What is being asked: Transcribe the full listing below exactly.

Material to process START

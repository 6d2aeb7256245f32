pub mod router;
pub mod types;
pub mod handlers {
    pub mod categories;
    pub mod common;
    pub mod dashboard;
    pub mod health;
    pub mod products;
    pub mod restock;
}

pub use router::{create_router, ApiDoc};
pub use types::AppState;
pub mod app;
pub mod domain;
pub mod infra;
pub mod storage;
pub mod transport;

// Convenience re-exports (keeps call-sites clean)
pub use app::inventory_service::{InventoryError, InventoryService};
pub use domain::analytics::{Dashboard, ProductMetrics, RestockItem};
pub use domain::model::{Category, CategoryChoice, NewCategory, NewProduct, Product};
pub use infra::config::Config;
pub use storage::{InventoryStore, MemoryStore, PostgresStore, PostgrestStore};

Material to process END

Written solution:
repository 6d2aeb7256245f32
pub mod router;
pub mod types;
pub mod handlers {
    pub mod categories;
    pub mod common;
    pub mod dashboard;
    pub mod health;
    pub mod products;
    pub mod restock;
}

pub use router::{create_router, ApiDoc};
pub use types::AppState;
pub mod app;
pub mod domain;
pub mod infra;
pub mod storage;
pub mod transport;

// Convenience re-exports (keeps call-sites clean)
pub use app::inventory_service::{InventoryError, InventoryService};
pub use domain::analytics::{Dashboard, ProductMetrics, RestockItem};
pub use domain::model::{Category, CategoryChoice, NewCategory, NewProduct, Product};
pub use infra::config::Config;
pub use storage::{InventoryStore, MemoryStore, PostgresStore, PostgrestStore};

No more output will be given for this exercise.